We need small functions/helpers to do each of these:
- we need a
groupsOf
function to split a large list into a list of smaller items, - we need a helper that can take a list of promises, run them parallelly and return the results,
- and we need a helper that can take a list of promises and run them sequentially.
Groups of X
const groupsOf =
(number = 0) =>
(arr = []) => {
return arr.reduce(
(acc, curr, idx) => {
const step_ = acc.step.concat(curr);
if (idx === arr.length - 1 || step_.length === number) {
return { final: acc.final.concat([step_]), step: [] };
}
return { final: acc.final, step: step_ };
},
{ final: [], step: [] }
).final;
};
The groupsOf
function takes a number (the max number of items in a list), an array and then chunks the array into groups of whatever number we give it.

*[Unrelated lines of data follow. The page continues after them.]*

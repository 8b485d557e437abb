//! Quote and Policy Domain
//!
//! This crate implements the motor quote and policy lifecycles, following the
//! same aggregate/port split as the rest of the workspace:
//! - **Aggregates**: `Quote` and `Policy` (which owns its coverages and endorsements)
//! - **Ports**: `ReferenceDataPort` plus the kernel's record store and sequence ports
//! - **Services**: `QuoteService`, `PolicyService`
//! - **Domain Events**: QuoteGenerated, PolicyIssued, EndorsementApplied, ...
//!
//! # Lifecycle
//!
//! ```text
//! Quote:  Generated -> Accepted -> converted into a Policy
//!                   \-> Rejected
//!
//! Policy: Draft -> Active -> Suspended
//!             \--------\---------\-> Cancelled
//! ```
//!
//! # Example
//!
//! ```rust,ignore
//! let quote = quote_service.create(request).await?;
//! quote_service.accept(quote.id()).await?;
//! let policy = policy_service.convert_from_quote(quote.id()).await?;
//! policy_service.activate(policy.id(), "PAY-2025-001").await?;
//! ```

pub mod quote;
pub mod aggregate;
pub mod coverage;
pub mod endorsement;
pub mod events;
pub mod error;
pub mod ports;
pub mod services;

pub use quote::{Quote, QuoteRequest, QuoteStatus, VehicleDetails};
pub use aggregate::{EndorsementDetails, EndorsementEffect, Policy, PolicyStatus, PremiumDelta};
pub use coverage::PolicyCoverage;
pub use endorsement::{
    Endorsement, EndorsementChange, EndorsementPricing, EndorsementRequest, EndorsementSettings,
    EndorsementType,
};
pub use events::PolicyEvent;
pub use error::PolicyError;
pub use ports::ReferenceDataPort;
pub use services::{PolicyService, QuoteService, QuoteSettings};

The logic is simple: it accumulates a step
list till the number of items in the step
list reaches the max number allowed. Once it reaches that, it pushes the step
list into the final
list and resets the step
list. There are some checks to ensure that the if it's the last item in the array and the step
list is not "full" yet, it still makes it to the final
list.
Let's test this:
const array = range(1, 11);
console.log(groupsOf(3)(array));
// [ [ 1, 2, 3 ], [ 4, 5, 6 ], [ 7, 8, 9 ], [ 10 ] ]

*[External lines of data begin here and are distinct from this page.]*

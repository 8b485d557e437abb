//! Premium rating engine
//!
//! A pure function from rating inputs to an itemized [`PremiumBreakdown`].
//! Every table lookup has a default, so a valid request always rates.

use rust_decimal::Decimal;
use rust_decimal_macros::dec;
use serde::{Deserialize, Serialize};
use std::sync::Arc;

use core_kernel::{CoverageId, Currency, Money, Rate};

use crate::commission::CommissionCalculator;
use crate::error::RatingError;
use crate::reference::{DistributorType, FuelType, MotorCoverage, ProductType};
use crate::tables::RateTables;
use crate::tax::TaxCalculator;

/// Fallbacks applied when a table has no matching row
#[derive(Debug, Clone, PartialEq, Eq, Serialize, Deserialize)]
#[serde(default)]
pub struct RatingSettings {
    /// Percentage of vehicle value
    pub default_rating_factor: Decimal,
    pub default_short_term_coefficient: Decimal,
    pub default_policy_cost: Decimal,
    /// Product code used to select policy cost brackets
    pub policy_cost_product_code: String,
}

impl Default for RatingSettings {
    fn default() -> Self {
        Self {
            default_rating_factor: dec!(2.50),
            default_short_term_coefficient: dec!(1.0),
            default_policy_cost: dec!(1000),
            policy_cost_product_code: "MOTOR".to_string(),
        }
    }
}

/// Inputs to a rating
#[derive(Debug, Clone, PartialEq, Eq, Serialize, Deserialize)]
pub struct RatingRequest {
    pub vehicle_value: Money,
    /// Fiscal horsepower (CV)
    pub horsepower: u32,
    pub fuel_type: FuelType,
    pub duration_months: u32,
    /// Selected catalogue entries; each carries its flat premium
    pub coverages: Vec<MotorCoverage>,
    /// Percent, e.g. `5` for 5%
    pub professional_discount: Decimal,
    /// Percent
    pub commercial_discount: Decimal,
    pub distributor_type: Option<DistributorType>,
}

impl RatingRequest {
    /// A request with no coverages, no discounts and no distributor
    pub fn new(vehicle_value: Money, horsepower: u32, fuel_type: FuelType, duration_months: u32) -> Self {
        Self {
            vehicle_value,
            horsepower,
            fuel_type,
            duration_months,
            coverages: Vec::new(),
            professional_discount: Decimal::ZERO,
            commercial_discount: Decimal::ZERO,
            distributor_type: None,
        }
    }

    pub fn with_coverages(mut self, coverages: Vec<MotorCoverage>) -> Self {
        self.coverages = coverages;
        self
    }

    pub fn with_discounts(mut self, professional: Decimal, commercial: Decimal) -> Self {
        self.professional_discount = professional;
        self.commercial_discount = commercial;
        self
    }

    pub fn with_distributor(mut self, distributor_type: DistributorType) -> Self {
        self.distributor_type = Some(distributor_type);
        self
    }

    fn validate(&self) -> Result<(), RatingError> {
        if !self.vehicle_value.is_positive() {
            return Err(RatingError::invalid_input("vehicle value must be positive"));
        }
        if self.horsepower == 0 {
            return Err(RatingError::invalid_input("horsepower must be positive"));
        }
        if self.duration_months == 0 {
            return Err(RatingError::invalid_input("duration must be at least one month"));
        }
        if self.professional_discount.is_sign_negative() || self.commercial_discount.is_sign_negative() {
            return Err(RatingError::invalid_input("discounts cannot be negative"));
        }
        if self.professional_discount + self.commercial_discount > dec!(100) {
            return Err(RatingError::invalid_input("combined discounts cannot exceed 100%"));
        }
        Ok(())
    }
}

/// Premium attributed to one selected coverage
#[derive(Debug, Clone, PartialEq, Eq, Serialize, Deserialize)]
pub struct CoveragePremium {
    pub coverage_id: CoverageId,
    pub code: String,
    pub name: String,
    pub premium_amount: Money,
}

/// Every intermediate of a rating
///
/// Stored verbatim on the quote and copied onto the policy at conversion.
#[derive(Debug, Clone, PartialEq, Eq, Serialize, Deserialize)]
pub struct PremiumBreakdown {
    pub currency: Currency,
    /// Percentage of vehicle value
    pub rating_factor: Decimal,
    pub base_premium: Money,
    pub coverages: Vec<CoveragePremium>,
    pub sections_premium: Money,
    pub subtotal: Money,
    pub professional_discount: Decimal,
    pub commercial_discount: Decimal,
    pub total_discount: Money,
    pub net_premium_before_short_term: Money,
    pub short_term_coefficient: Decimal,
    pub net_premium: Money,
    pub tax_rate: Rate,
    pub tax_amount: Money,
    pub policy_cost_amount: Money,
    pub total_premium: Money,
    pub commission_rate: Option<Rate>,
    pub commission_amount: Option<Money>,
}

/// The rating engine
#[derive(Debug, Clone)]
pub struct RatingEngine {
    tables: Arc<RateTables>,
    settings: RatingSettings,
}

impl RatingEngine {
    pub fn new(tables: Arc<RateTables>, settings: RatingSettings) -> Self {
        Self { tables, settings }
    }

    /// Engine over the CIMA default tables and default fallbacks
    pub fn with_defaults() -> Self {
        Self::new(Arc::new(RateTables::cima_defaults()), RatingSettings::default())
    }

    pub fn tables(&self) -> &RateTables {
        &self.tables
    }

    pub fn settings(&self) -> &RatingSettings {
        &self.settings
    }

    /// Rates a request
    ///
    /// # Errors
    ///
    /// Returns `RatingError::InvalidInput` for a non-positive vehicle value,
    /// zero horsepower or duration, negative discounts or discounts above 100%
    /// in total. Missing table rows never fail.
    ///
    /// # Example
    ///
    /// ```rust,ignore
    /// let breakdown = engine.calculate(
    ///     &RatingRequest::new(Money::new(dec!(5000000), Currency::XOF), 9, FuelType::Essence, 3),
    /// )?;
    /// assert_eq!(breakdown.net_premium.amount(), dec!(60000));
    /// ```
    pub fn calculate(&self, request: &RatingRequest) -> Result<PremiumBreakdown, RatingError> {
        request.validate()?;
        let currency = request.vehicle_value.currency();

        let rating_factor = self
            .tables
            .rating_factor(request.horsepower, request.fuel_type)
            .map(|f| f.rate_percentage)
            .unwrap_or(self.settings.default_rating_factor);
        let base_premium = Money::new(
            percentage_of(request.vehicle_value.amount(), rating_factor)?,
            currency,
        );

        let coverages: Vec<CoveragePremium> = request
            .coverages
            .iter()
            .map(|c| CoveragePremium {
                coverage_id: c.id,
                code: c.code.clone(),
                name: c.name.clone(),
                premium_amount: Money::new(c.fixed_premium, currency),
            })
            .collect();
        let sections_premium = Money::sum(currency, coverages.iter().map(|c| &c.premium_amount))?;

        let subtotal = base_premium.checked_add(&sections_premium)?;
        let discount_percentage = request.professional_discount + request.commercial_discount;
        let total_discount =
            Money::new(percentage_of(subtotal.amount(), discount_percentage)?, currency);
        let net_premium_before_short_term = subtotal.checked_sub(&total_discount)?;

        let short_term_coefficient = self
            .tables
            .short_term_coefficient(request.duration_months)
            .unwrap_or(self.settings.default_short_term_coefficient);
        let net_premium = Money::new(
            checked_product(net_premium_before_short_term.amount(), short_term_coefficient)?,
            currency,
        );

        let tax_rate = TaxCalculator::new(&self.tables).principal_tax_rate(ProductType::Motor);
        let tax_amount = tax_rate.apply(&net_premium);

        let policy_cost = self
            .tables
            .policy_cost(&self.settings.policy_cost_product_code, net_premium.amount())
            .unwrap_or(self.settings.default_policy_cost);
        let policy_cost_amount = Money::new(policy_cost, currency);

        let total_premium = net_premium
            .checked_add(&tax_amount)?
            .checked_add(&policy_cost_amount)?;

        let (commission_rate, commission_amount) = match request.distributor_type {
            Some(distributor_type) => {
                let commission = CommissionCalculator::new(&self.tables).calculate(
                    distributor_type,
                    ProductType::Motor,
                    net_premium,
                    None,
                )?;
                (Some(commission.rate), Some(commission.commission_amount))
            }
            None => (None, None),
        };

        tracing::debug!(
            horsepower = request.horsepower,
            fuel_type = %request.fuel_type,
            duration_months = request.duration_months,
            %net_premium,
            %total_premium,
            "Premium rated"
        );

        Ok(PremiumBreakdown {
            currency,
            rating_factor,
            base_premium,
            coverages,
            sections_premium,
            subtotal,
            professional_discount: request.professional_discount,
            commercial_discount: request.commercial_discount,
            total_discount,
            net_premium_before_short_term,
            short_term_coefficient,
            net_premium,
            tax_rate,
            tax_amount,
            policy_cost_amount,
            total_premium,
            commission_rate,
            commission_amount,
        })
    }
}

impl Default for RatingEngine {
    fn default() -> Self {
        Self::with_defaults()
    }
}

fn checked_product(amount: Decimal, factor: Decimal) -> Result<Decimal, RatingError> {
    amount.checked_mul(factor).ok_or_else(|| {
        RatingError::invalid_input(format!("premium for {} exceeds the representable range", amount))
    })
}

/// `amount * percentage / 100`, failing instead of overflowing
fn percentage_of(amount: Decimal, percentage: Decimal) -> Result<Decimal, RatingError> {
    Ok(checked_product(amount, percentage)? / dec!(100))
}

#[cfg(test)]
mod tests {
    use super::*;

    fn xof(amount: Decimal) -> Money {
        Money::new(amount, Currency::XOF)
    }

    #[test]
    fn test_annual_essence_nine_horsepower() {
        let engine = RatingEngine::with_defaults();
        let breakdown = engine
            .calculate(&RatingRequest::new(xof(dec!(5000000)), 9, FuelType::Essence, 12))
            .unwrap();

        assert_eq!(breakdown.rating_factor, dec!(3.00));
        assert_eq!(breakdown.base_premium.amount(), dec!(150000));
        assert_eq!(breakdown.sections_premium.amount(), dec!(0));
        assert_eq!(breakdown.net_premium.amount(), dec!(150000));
        assert_eq!(breakdown.tax_amount.amount(), dec!(21750));
        assert_eq!(breakdown.policy_cost_amount.amount(), dec!(3000));
        assert_eq!(breakdown.total_premium.amount(), dec!(174750));
        assert!(breakdown.commission_amount.is_none());
    }

    #[test]
    fn test_unmatched_lookups_use_defaults() {
        let engine = RatingEngine::new(Arc::new(RateTables::empty()), RatingSettings::default());
        let breakdown = engine
            .calculate(&RatingRequest::new(xof(dec!(1000000)), 9, FuelType::Electric, 5))
            .unwrap();

        assert_eq!(breakdown.rating_factor, dec!(2.50));
        assert_eq!(breakdown.short_term_coefficient, dec!(1.0));
        assert_eq!(breakdown.net_premium.amount(), dec!(25000));
        assert_eq!(breakdown.policy_cost_amount.amount(), dec!(1000));
    }

    #[test]
    fn test_discounts_and_coverages() {
        let engine = RatingEngine::with_defaults();
        let coverages: Vec<MotorCoverage> = MotorCoverage::standard_catalogue()
            .into_iter()
            .filter(|c| c.code == "SECTION_B" || c.code == "SECTION_H")
            .collect();
        let request = RatingRequest::new(xof(dec!(2000000)), 6, FuelType::Diesel, 12)
            .with_coverages(coverages)
            .with_discounts(dec!(5), dec!(5));

        let breakdown = engine.calculate(&request).unwrap();

        assert_eq!(breakdown.base_premium.amount(), dec!(50000));
        assert_eq!(breakdown.sections_premium.amount(), dec!(13000));
        assert_eq!(breakdown.subtotal.amount(), dec!(63000));
        assert_eq!(breakdown.total_discount.amount(), dec!(6300));
        assert_eq!(breakdown.net_premium.amount(), dec!(56700));
        assert_eq!(breakdown.coverages.len(), 2);
        assert_eq!(breakdown.policy_cost_amount.amount(), dec!(2000));
    }

    #[test]
    fn test_commission_uses_fractional_rate() {
        let engine = RatingEngine::with_defaults();
        let request = RatingRequest::new(xof(dec!(5000000)), 9, FuelType::Essence, 12)
            .with_distributor(DistributorType::InternalAgent);

        let breakdown = engine.calculate(&request).unwrap();

        assert_eq!(breakdown.commission_rate.unwrap().as_decimal(), dec!(0.10));
        assert_eq!(breakdown.commission_amount.unwrap().amount(), dec!(15000));
    }

    #[test]
    fn test_invalid_inputs_are_rejected() {
        let engine = RatingEngine::with_defaults();
        let zero_value = RatingRequest::new(xof(dec!(0)), 9, FuelType::Essence, 12);
        let zero_hp = RatingRequest::new(xof(dec!(1000)), 0, FuelType::Essence, 12);
        let zero_months = RatingRequest::new(xof(dec!(1000)), 9, FuelType::Essence, 0);
        let big_discount = RatingRequest::new(xof(dec!(1000)), 9, FuelType::Essence, 12)
            .with_discounts(dec!(60), dec!(41));

        for request in [zero_value, zero_hp, zero_months, big_discount] {
            assert!(matches!(
                engine.calculate(&request),
                Err(RatingError::InvalidInput(_))
            ));
        }
    }

    #[test]
    fn test_huge_vehicle_value_fails_without_overflow() {
        let engine = RatingEngine::with_defaults();
        for amount in [Decimal::MAX, Decimal::MAX / dec!(2)] {
            let request = RatingRequest::new(xof(amount), 9, FuelType::Essence, 12);
            assert!(matches!(
                engine.calculate(&request),
                Err(RatingError::InvalidInput(_))
            ));
        }
    }
}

Run promises parallelly and collect errors
const runPromisesPar = async (promiseFns = []) => {
return await Promise.allSettled(promiseFns.map((p) => p()));
};
Here, the promiseFns
is a list of functions that return a promise.
So something like async () => { return await something; }
.
This distinction is critical (as we'll use it again).
A promise is a value that could resolve or reject.
A promise function (in this post) refers to a function that will return a promise when we call the function.
So in our runPromisesPar
, we take a list of functions that return a promise, do a map
to call each function (so we have a list of promises) and use Promise.allSettled
to convert it into an async list of values.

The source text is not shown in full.